**TASK DIRECTIONS**
What number of lines in the entries hold the string "QueueId"? Answer with it alone.

**GIVEN RECORDS**
▼
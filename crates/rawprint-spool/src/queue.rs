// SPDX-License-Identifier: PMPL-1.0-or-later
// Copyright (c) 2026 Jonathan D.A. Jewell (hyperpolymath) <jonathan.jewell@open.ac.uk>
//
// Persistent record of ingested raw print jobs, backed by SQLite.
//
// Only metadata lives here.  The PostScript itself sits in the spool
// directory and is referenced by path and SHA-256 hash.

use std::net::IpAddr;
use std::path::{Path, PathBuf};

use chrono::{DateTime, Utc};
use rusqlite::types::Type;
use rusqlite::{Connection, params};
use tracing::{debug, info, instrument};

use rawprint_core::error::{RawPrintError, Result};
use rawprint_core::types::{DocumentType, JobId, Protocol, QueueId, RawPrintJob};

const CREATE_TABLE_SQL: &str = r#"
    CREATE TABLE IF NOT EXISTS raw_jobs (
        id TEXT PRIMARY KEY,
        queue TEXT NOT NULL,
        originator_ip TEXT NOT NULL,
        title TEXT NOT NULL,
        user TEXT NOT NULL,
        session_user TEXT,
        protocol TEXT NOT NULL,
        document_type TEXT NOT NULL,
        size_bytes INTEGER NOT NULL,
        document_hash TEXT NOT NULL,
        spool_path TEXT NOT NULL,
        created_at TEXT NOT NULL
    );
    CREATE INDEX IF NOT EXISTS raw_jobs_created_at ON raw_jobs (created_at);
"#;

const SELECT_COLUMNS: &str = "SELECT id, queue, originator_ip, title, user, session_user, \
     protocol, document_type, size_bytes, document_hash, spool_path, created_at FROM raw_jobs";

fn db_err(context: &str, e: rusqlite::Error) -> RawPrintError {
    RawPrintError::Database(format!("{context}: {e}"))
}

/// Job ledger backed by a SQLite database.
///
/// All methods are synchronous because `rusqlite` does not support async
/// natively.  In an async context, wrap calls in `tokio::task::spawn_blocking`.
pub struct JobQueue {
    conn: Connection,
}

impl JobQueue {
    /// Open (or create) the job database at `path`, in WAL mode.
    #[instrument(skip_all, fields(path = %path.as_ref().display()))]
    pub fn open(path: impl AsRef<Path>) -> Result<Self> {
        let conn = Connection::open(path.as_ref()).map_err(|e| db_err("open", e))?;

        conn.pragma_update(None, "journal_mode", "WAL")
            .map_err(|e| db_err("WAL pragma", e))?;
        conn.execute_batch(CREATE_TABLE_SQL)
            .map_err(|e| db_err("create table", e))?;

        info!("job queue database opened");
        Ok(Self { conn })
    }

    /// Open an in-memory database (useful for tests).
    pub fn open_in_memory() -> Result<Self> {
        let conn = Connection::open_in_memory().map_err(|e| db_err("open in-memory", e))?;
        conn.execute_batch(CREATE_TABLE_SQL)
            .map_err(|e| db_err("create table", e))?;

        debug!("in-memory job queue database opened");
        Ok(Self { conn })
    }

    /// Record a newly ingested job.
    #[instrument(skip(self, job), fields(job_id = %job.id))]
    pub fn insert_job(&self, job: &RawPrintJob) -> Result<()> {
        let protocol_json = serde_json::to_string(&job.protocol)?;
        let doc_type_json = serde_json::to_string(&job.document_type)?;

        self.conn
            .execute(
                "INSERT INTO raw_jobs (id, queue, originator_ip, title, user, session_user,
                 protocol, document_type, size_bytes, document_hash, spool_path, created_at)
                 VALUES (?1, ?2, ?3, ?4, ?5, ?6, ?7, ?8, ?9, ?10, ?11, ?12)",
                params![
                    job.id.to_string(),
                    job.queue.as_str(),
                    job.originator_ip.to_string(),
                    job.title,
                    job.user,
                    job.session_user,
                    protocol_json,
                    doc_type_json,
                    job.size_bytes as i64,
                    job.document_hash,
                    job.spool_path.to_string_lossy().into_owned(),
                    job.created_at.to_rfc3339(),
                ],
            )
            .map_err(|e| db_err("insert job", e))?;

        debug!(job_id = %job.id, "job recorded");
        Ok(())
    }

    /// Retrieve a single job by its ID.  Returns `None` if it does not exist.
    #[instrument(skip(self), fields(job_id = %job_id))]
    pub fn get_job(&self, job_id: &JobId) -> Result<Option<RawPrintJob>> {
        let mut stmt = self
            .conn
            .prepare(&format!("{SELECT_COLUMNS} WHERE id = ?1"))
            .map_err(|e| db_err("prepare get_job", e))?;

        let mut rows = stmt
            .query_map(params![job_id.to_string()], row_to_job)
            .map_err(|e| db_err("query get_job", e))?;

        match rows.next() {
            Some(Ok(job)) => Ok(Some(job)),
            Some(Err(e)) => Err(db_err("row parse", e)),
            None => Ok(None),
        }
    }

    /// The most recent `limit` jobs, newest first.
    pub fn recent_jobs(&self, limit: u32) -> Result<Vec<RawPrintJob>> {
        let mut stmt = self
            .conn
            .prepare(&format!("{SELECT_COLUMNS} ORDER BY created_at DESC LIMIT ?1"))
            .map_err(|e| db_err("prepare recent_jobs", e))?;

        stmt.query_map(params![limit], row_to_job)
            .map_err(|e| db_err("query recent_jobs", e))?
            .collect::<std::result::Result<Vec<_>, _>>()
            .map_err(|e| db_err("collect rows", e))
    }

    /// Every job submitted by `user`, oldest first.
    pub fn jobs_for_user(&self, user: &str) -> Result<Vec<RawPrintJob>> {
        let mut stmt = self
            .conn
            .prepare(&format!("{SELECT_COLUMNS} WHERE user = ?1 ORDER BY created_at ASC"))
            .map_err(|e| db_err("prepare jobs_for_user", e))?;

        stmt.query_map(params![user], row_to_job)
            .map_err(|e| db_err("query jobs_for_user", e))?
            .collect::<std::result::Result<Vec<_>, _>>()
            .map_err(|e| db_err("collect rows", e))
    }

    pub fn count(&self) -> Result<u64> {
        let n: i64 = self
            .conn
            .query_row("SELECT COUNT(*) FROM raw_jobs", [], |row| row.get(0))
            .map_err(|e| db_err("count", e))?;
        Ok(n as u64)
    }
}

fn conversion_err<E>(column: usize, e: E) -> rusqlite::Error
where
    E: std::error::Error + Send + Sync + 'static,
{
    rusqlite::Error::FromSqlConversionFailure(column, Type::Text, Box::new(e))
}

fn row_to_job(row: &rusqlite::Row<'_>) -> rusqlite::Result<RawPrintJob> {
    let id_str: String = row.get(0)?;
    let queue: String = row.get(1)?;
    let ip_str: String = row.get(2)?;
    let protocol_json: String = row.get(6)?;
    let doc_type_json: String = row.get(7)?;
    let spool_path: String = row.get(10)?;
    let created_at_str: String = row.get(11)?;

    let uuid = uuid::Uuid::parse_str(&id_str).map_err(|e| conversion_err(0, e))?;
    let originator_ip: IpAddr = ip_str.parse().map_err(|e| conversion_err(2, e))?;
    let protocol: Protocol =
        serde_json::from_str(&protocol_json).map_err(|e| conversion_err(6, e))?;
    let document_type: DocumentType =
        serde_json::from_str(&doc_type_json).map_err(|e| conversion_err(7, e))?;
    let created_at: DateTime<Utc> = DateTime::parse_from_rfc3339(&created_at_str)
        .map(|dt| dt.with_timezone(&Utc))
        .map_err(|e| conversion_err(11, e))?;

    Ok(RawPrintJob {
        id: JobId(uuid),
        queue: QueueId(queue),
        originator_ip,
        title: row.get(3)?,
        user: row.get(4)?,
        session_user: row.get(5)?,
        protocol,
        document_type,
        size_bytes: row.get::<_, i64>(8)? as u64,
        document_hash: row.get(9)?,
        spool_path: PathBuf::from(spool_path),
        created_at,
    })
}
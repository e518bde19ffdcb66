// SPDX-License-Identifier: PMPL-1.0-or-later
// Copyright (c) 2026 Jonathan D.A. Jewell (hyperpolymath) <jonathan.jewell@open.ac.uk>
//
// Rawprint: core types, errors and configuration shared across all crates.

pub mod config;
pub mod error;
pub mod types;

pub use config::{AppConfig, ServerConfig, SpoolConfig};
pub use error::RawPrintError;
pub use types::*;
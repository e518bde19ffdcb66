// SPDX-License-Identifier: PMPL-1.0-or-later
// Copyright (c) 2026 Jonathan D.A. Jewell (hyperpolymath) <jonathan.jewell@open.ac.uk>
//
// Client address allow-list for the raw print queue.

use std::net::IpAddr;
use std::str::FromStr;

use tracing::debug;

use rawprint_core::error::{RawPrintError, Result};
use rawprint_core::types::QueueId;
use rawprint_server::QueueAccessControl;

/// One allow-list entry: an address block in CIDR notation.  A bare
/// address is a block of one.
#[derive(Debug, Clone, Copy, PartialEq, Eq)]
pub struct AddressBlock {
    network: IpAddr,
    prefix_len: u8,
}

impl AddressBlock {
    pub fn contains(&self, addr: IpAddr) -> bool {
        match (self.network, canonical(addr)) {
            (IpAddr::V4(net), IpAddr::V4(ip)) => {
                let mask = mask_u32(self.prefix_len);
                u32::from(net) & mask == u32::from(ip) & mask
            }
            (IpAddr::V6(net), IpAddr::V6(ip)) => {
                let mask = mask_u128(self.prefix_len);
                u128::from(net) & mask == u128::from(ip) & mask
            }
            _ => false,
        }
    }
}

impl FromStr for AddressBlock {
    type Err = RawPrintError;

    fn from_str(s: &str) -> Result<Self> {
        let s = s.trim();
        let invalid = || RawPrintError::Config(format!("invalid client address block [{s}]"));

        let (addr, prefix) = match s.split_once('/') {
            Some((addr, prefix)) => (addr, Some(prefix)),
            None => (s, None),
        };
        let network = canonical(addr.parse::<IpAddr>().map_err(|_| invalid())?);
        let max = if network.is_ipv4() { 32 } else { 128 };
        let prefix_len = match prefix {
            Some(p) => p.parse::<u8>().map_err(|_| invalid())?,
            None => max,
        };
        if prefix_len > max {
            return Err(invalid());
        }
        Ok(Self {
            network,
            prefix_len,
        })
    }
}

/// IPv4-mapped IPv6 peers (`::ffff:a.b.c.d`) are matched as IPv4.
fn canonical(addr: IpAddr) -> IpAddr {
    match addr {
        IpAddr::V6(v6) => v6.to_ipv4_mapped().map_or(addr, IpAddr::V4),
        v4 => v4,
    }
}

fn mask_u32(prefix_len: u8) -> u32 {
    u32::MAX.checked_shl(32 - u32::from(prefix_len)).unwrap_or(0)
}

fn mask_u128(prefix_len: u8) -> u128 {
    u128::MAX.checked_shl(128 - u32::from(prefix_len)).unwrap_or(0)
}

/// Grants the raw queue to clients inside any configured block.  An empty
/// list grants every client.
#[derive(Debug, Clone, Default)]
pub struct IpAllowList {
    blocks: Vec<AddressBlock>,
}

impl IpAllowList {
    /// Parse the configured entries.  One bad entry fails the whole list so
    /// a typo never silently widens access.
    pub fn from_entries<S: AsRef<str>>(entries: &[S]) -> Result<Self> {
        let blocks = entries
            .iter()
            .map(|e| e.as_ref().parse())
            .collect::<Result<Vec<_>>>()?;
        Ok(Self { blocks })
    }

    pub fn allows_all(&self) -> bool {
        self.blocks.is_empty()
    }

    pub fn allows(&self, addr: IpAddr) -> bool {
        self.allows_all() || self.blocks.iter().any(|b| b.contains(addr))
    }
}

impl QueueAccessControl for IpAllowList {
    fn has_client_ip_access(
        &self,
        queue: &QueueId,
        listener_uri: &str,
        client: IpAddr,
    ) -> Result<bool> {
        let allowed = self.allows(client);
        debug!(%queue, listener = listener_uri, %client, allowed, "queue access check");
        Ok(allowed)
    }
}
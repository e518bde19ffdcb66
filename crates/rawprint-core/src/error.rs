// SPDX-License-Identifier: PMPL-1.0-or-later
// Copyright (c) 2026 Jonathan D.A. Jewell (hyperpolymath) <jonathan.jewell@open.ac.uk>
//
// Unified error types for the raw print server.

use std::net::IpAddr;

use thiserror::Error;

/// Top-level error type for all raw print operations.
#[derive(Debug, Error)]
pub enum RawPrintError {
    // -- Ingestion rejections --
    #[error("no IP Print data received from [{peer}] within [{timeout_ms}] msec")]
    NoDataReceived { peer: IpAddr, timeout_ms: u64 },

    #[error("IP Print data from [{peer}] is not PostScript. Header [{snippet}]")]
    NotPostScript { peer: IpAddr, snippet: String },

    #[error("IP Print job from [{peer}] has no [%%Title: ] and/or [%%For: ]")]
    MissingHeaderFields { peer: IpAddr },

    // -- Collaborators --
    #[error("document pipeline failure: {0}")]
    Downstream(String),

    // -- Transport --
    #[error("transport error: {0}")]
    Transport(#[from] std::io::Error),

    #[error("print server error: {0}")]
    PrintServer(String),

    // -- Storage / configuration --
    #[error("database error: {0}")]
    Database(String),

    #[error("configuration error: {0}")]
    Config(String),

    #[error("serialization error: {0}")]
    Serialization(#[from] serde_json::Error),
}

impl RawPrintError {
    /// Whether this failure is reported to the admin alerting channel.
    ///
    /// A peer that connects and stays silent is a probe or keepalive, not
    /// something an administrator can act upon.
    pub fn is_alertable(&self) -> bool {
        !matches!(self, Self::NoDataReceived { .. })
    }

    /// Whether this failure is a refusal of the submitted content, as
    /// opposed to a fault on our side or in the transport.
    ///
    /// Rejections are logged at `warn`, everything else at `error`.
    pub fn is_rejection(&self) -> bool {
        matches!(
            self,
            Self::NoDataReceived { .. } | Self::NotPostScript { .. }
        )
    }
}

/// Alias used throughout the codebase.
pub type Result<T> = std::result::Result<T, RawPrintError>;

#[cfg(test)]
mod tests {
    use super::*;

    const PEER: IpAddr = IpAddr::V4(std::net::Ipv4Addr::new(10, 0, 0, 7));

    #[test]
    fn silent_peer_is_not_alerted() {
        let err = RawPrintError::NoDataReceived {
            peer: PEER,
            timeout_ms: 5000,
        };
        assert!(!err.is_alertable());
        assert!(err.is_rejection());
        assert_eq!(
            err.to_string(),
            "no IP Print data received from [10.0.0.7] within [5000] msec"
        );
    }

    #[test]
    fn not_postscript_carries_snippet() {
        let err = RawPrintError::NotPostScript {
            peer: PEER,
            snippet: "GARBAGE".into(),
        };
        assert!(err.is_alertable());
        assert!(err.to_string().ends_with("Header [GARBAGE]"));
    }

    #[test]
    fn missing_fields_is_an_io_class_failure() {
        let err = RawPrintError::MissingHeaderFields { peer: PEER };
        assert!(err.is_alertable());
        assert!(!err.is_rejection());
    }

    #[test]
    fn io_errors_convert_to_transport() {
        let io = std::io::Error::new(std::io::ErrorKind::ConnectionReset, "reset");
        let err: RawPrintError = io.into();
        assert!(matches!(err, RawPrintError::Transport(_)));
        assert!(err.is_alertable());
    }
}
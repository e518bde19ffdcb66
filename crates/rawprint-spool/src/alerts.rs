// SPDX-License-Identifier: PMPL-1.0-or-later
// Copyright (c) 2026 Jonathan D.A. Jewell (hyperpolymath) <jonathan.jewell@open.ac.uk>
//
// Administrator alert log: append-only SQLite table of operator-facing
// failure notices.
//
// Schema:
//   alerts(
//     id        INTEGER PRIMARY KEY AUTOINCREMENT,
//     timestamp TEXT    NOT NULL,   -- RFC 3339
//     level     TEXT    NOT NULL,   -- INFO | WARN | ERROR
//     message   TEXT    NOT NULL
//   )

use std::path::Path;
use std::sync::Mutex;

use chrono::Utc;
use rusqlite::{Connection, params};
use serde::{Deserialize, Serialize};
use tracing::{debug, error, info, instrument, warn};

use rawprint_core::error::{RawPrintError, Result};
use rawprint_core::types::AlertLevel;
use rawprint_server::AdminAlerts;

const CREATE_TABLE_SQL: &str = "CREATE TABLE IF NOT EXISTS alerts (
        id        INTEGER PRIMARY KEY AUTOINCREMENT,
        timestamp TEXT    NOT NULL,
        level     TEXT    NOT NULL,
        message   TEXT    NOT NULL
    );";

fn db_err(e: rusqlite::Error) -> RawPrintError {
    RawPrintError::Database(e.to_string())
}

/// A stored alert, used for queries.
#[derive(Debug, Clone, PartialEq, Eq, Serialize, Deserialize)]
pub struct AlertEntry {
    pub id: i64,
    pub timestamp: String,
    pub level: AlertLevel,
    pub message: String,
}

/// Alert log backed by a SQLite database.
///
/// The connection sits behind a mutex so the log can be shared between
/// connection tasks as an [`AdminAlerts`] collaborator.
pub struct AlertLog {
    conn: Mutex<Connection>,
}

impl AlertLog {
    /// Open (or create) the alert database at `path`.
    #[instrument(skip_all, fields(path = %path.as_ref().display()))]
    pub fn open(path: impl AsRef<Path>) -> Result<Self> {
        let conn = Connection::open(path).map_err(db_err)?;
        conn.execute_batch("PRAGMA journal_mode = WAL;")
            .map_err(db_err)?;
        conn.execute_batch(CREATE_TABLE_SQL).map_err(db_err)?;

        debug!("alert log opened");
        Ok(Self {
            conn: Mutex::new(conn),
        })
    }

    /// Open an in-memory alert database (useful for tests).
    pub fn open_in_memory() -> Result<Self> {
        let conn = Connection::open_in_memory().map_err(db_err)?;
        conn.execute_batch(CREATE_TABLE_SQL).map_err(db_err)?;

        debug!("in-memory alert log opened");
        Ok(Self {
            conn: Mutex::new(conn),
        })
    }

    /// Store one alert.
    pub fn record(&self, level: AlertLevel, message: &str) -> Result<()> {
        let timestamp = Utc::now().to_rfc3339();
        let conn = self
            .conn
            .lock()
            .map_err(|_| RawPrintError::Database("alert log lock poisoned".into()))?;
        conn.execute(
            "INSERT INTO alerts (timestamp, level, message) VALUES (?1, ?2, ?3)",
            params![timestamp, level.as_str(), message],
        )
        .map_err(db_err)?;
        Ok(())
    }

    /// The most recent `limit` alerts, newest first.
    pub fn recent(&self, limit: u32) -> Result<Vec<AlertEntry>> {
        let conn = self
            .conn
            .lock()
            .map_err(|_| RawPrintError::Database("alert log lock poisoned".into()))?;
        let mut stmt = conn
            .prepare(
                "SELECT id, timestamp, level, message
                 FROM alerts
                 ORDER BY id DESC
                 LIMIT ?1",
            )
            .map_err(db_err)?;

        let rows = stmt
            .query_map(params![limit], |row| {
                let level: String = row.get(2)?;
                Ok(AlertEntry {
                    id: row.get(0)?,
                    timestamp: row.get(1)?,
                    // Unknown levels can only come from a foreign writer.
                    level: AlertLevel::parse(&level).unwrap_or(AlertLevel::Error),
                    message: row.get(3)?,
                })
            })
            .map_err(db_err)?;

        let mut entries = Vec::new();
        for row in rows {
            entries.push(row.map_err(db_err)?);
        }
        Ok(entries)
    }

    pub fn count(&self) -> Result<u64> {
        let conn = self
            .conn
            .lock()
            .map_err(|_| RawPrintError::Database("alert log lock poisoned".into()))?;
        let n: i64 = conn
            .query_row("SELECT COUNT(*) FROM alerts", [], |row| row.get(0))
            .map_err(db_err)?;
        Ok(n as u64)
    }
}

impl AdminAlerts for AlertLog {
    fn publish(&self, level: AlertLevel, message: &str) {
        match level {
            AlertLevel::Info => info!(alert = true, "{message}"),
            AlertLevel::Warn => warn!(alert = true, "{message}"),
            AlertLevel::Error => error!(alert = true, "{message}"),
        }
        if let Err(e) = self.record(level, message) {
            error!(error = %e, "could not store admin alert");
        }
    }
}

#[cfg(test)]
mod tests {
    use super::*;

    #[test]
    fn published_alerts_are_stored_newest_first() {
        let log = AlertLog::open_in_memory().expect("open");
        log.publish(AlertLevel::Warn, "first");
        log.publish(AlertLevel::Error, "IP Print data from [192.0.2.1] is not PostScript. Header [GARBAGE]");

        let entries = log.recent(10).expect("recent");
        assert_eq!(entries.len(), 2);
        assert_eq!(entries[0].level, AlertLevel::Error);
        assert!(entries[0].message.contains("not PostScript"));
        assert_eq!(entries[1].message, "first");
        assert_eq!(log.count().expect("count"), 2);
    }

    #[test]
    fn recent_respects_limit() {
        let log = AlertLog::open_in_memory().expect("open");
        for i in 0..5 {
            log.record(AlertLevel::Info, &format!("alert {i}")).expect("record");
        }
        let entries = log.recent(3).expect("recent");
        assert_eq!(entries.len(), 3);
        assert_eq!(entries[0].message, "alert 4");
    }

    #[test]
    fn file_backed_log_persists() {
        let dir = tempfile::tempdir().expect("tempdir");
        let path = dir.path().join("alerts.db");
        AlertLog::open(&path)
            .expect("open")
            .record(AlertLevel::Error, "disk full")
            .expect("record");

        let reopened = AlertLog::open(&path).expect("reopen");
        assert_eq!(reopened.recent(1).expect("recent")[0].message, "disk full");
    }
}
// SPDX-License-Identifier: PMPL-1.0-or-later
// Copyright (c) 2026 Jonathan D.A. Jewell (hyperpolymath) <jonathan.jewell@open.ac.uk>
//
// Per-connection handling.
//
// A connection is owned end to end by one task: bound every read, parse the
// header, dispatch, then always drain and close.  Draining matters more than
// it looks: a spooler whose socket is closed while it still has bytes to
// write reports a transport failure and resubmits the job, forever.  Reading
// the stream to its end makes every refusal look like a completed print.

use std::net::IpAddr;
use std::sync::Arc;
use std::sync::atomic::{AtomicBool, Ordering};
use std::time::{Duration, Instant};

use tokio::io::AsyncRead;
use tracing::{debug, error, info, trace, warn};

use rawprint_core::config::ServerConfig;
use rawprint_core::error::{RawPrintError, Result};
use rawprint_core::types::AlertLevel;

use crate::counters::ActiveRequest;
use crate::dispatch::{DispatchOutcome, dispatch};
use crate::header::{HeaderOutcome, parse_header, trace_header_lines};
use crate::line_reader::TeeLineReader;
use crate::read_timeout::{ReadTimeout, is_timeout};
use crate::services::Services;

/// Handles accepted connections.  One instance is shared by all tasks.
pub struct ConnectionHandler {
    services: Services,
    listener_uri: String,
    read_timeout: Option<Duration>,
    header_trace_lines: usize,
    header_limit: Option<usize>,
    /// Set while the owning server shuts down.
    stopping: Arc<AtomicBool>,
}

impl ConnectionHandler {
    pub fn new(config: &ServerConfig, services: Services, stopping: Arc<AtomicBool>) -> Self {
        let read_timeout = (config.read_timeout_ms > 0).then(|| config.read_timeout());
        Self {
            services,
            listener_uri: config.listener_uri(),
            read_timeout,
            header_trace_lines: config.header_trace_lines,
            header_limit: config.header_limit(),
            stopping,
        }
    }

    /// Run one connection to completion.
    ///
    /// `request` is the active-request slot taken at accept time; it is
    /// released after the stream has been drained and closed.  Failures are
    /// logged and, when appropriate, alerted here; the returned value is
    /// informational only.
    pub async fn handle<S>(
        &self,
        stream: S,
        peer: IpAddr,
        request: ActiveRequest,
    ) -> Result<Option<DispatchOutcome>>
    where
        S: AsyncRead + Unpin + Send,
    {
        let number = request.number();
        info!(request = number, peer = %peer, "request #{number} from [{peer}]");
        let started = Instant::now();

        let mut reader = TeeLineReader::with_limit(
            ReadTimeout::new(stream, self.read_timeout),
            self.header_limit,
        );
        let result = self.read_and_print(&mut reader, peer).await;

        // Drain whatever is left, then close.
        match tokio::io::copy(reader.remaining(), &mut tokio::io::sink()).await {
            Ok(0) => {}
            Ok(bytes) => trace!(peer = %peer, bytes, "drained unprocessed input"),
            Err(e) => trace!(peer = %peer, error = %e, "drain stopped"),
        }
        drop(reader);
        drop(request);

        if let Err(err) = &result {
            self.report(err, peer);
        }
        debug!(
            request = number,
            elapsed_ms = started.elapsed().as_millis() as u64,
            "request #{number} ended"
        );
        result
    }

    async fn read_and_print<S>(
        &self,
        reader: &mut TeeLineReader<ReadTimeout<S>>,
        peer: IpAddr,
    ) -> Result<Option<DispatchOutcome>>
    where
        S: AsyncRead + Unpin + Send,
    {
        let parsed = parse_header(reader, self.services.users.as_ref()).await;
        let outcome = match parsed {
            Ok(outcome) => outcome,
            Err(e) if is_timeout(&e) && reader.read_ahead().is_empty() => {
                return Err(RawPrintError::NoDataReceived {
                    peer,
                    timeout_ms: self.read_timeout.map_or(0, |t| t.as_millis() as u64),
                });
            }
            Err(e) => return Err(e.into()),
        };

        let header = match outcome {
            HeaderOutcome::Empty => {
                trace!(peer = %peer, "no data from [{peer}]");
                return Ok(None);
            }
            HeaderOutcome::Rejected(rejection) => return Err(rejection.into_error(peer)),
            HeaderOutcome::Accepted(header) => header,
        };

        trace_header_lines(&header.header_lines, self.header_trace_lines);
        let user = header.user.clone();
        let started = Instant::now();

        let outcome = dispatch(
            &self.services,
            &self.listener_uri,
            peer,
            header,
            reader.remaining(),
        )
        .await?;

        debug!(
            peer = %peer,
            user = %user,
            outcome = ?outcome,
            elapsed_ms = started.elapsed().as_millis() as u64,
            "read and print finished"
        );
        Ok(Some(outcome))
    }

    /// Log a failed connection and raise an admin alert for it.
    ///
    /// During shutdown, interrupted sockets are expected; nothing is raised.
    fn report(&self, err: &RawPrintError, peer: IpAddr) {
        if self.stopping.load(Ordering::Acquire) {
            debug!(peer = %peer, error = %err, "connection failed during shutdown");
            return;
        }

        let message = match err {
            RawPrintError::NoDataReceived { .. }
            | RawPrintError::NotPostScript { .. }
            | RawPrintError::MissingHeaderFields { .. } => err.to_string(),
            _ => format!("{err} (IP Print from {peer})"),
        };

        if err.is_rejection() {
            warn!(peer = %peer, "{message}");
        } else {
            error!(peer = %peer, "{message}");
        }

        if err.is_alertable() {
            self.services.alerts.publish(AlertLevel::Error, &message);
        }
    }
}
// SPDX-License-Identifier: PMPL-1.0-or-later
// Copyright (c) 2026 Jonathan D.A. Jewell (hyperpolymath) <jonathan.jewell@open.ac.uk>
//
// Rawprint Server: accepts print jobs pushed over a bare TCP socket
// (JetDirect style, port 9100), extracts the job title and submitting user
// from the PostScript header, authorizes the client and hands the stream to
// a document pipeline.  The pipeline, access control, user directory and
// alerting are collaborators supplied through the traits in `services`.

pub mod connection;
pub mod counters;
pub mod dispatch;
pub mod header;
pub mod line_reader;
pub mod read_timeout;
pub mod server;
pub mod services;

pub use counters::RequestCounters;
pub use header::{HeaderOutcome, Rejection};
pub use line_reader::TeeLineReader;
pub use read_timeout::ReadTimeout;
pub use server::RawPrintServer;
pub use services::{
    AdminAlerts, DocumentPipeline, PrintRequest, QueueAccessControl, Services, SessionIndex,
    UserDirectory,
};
▲
**TASK SOLUTION**
4